# Task:
Find every line in the records below that holds the word "attributes", and copy each one.

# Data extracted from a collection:
──────

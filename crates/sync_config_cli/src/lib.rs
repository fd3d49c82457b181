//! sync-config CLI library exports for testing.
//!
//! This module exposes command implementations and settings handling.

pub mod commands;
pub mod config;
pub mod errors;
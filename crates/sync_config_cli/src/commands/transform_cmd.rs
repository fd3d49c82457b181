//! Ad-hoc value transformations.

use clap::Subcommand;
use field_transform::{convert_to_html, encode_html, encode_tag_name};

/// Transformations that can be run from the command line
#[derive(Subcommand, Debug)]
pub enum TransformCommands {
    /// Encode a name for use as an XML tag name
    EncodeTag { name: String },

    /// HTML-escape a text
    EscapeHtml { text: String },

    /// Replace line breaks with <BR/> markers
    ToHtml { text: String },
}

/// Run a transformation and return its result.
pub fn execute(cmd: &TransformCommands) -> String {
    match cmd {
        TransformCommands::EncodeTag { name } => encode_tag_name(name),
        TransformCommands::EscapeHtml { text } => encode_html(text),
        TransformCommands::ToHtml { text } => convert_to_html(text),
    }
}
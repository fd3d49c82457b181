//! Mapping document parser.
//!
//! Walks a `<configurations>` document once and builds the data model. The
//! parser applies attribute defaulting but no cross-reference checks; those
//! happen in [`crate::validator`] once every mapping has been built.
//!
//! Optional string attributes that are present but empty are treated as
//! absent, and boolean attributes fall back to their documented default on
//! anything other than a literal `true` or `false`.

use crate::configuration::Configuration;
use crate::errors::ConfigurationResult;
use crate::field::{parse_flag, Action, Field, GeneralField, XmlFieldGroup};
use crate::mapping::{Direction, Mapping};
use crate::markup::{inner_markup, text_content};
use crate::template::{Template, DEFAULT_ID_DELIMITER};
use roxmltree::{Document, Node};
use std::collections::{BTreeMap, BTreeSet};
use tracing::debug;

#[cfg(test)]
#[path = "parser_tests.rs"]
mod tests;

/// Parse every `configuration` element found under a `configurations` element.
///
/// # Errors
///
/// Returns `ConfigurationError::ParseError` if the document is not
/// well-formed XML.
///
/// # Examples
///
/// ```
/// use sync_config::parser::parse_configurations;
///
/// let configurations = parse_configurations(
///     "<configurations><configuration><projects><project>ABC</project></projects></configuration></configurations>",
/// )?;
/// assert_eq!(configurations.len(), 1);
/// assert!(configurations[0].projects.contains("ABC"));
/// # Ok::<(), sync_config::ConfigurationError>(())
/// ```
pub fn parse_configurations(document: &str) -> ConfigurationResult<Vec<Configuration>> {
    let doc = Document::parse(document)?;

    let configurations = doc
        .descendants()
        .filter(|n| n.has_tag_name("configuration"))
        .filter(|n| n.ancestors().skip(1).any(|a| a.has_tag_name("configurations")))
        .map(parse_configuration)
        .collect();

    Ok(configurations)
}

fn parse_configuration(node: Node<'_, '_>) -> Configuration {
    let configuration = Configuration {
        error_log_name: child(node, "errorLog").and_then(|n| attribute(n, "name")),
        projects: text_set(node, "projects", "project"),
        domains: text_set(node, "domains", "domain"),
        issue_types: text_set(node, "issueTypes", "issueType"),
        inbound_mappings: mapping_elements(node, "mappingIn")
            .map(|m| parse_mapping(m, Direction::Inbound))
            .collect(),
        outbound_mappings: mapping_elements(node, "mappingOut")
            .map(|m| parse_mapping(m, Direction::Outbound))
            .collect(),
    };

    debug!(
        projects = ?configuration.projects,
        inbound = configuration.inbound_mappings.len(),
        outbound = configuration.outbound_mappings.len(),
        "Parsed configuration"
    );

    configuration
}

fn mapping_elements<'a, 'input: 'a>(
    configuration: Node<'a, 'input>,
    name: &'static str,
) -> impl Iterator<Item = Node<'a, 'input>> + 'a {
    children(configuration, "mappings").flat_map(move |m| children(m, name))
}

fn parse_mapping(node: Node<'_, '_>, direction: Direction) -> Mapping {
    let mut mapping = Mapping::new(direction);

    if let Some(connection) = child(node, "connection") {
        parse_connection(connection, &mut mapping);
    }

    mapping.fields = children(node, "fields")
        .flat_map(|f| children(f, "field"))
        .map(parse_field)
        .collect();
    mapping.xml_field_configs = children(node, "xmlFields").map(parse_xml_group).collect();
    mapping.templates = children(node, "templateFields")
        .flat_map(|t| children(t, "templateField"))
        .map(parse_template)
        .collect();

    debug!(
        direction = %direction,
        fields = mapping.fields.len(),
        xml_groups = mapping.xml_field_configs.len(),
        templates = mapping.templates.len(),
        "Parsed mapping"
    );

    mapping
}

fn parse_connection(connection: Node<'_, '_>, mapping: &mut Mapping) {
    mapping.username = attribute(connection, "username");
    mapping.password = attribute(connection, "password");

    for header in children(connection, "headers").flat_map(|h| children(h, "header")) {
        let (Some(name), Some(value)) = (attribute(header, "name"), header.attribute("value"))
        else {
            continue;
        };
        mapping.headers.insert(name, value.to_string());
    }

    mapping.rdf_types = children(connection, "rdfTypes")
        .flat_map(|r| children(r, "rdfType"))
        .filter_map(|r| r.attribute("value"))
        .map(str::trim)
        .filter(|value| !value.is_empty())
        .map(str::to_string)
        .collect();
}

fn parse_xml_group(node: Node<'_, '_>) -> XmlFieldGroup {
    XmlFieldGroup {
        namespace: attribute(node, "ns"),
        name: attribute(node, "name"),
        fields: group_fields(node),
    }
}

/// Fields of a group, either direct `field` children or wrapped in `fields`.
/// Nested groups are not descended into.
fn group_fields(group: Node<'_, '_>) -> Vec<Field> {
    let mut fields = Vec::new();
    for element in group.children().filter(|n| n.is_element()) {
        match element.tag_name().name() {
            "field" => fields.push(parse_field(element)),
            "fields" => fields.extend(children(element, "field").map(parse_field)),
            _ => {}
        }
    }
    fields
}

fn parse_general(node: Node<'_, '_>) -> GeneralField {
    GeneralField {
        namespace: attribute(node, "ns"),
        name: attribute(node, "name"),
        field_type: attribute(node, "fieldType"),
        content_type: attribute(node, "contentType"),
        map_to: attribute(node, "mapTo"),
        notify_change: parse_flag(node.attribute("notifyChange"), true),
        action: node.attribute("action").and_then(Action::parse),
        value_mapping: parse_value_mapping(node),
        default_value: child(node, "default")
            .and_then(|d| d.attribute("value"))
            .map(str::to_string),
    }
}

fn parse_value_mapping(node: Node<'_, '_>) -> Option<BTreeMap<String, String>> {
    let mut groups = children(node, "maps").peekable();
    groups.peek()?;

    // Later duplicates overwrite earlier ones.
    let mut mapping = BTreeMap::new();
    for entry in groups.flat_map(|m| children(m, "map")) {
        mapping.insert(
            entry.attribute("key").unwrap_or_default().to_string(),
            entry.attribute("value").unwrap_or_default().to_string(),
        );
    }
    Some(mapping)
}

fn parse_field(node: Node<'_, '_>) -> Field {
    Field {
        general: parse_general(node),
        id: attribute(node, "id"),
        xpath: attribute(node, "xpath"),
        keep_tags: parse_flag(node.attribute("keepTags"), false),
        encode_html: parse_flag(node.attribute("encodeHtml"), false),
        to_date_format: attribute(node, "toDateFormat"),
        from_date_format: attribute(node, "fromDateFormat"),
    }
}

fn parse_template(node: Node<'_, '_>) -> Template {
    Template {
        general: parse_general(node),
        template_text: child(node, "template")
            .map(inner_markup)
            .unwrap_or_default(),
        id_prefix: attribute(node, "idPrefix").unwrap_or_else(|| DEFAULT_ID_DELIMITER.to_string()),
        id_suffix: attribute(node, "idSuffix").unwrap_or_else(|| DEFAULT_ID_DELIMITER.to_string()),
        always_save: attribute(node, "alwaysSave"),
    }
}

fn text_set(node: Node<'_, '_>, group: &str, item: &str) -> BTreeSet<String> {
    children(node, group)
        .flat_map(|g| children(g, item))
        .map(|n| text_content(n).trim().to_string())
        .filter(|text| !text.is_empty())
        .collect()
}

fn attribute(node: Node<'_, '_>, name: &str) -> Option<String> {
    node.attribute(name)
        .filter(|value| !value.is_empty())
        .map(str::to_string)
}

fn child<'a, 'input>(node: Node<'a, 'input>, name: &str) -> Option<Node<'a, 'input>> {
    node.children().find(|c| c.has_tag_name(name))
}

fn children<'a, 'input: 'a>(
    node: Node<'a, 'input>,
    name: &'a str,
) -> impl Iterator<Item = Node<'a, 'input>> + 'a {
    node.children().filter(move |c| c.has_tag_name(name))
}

──────

# Task result:
//! Optional string attributes that are present but empty are treated as
//! absent, and boolean attributes fall back to their documented default on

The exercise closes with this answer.